Exercise requirements:
From the entries below, extract every line that includes the word "first".

Working data:
= = = = = = =

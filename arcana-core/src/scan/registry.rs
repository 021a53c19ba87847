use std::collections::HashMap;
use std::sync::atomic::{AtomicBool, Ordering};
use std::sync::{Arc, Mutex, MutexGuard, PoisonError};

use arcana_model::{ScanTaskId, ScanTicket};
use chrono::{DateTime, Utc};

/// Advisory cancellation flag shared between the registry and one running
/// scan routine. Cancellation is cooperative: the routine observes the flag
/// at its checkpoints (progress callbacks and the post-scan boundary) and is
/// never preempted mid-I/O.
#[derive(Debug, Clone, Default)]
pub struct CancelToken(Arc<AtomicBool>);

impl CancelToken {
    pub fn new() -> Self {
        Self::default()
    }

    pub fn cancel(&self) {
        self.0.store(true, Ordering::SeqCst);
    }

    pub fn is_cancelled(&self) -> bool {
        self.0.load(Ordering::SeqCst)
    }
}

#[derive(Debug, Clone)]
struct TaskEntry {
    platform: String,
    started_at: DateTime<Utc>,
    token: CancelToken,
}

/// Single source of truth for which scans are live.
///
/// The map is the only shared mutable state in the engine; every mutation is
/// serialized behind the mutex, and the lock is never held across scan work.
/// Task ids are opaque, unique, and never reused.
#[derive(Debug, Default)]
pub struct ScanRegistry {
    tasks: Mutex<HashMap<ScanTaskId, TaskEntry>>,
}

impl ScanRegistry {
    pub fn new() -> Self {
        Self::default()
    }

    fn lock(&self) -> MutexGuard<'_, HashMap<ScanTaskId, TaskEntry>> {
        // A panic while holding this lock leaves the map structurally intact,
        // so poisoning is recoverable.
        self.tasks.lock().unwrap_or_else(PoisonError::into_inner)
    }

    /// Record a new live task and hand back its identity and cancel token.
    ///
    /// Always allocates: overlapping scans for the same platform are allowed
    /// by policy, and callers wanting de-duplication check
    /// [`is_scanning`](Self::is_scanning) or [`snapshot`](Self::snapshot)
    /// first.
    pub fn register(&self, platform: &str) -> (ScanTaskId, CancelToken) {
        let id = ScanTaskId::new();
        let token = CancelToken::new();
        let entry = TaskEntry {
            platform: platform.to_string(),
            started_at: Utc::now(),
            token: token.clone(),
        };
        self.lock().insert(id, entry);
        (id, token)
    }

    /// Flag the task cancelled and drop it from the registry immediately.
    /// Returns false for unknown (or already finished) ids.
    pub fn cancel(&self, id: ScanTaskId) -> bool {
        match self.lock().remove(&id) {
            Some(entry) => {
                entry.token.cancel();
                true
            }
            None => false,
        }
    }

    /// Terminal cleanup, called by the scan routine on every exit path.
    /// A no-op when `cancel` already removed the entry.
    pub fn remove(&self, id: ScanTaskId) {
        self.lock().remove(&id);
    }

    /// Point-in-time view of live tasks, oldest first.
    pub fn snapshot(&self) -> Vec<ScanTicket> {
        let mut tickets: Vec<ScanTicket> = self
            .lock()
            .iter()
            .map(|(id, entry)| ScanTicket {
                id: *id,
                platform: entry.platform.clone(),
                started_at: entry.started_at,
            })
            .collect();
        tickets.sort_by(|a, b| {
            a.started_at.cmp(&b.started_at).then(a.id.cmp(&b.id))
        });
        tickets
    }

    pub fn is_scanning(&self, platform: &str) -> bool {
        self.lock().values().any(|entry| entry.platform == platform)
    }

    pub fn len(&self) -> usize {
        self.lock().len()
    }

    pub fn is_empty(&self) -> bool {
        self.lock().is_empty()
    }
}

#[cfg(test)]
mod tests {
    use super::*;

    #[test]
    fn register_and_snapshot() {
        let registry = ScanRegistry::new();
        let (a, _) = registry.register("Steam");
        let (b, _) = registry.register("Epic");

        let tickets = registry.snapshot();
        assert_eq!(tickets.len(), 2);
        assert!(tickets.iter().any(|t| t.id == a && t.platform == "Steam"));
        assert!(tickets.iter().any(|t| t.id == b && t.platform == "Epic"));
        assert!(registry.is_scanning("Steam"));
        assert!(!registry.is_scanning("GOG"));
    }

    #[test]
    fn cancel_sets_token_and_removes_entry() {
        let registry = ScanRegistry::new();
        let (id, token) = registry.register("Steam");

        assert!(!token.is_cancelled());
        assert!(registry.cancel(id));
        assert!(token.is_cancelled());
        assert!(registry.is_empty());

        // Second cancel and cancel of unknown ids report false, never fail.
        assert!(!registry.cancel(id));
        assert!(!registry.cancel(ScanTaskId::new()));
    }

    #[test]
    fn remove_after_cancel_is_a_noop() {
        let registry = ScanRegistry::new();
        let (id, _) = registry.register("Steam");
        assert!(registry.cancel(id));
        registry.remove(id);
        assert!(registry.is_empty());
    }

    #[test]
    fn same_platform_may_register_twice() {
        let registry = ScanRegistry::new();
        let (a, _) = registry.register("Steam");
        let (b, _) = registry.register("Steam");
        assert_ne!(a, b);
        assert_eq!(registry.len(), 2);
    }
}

= = = = = = =

Expected answer:
    /// first.
    /// Point-in-time view of live tasks, oldest first.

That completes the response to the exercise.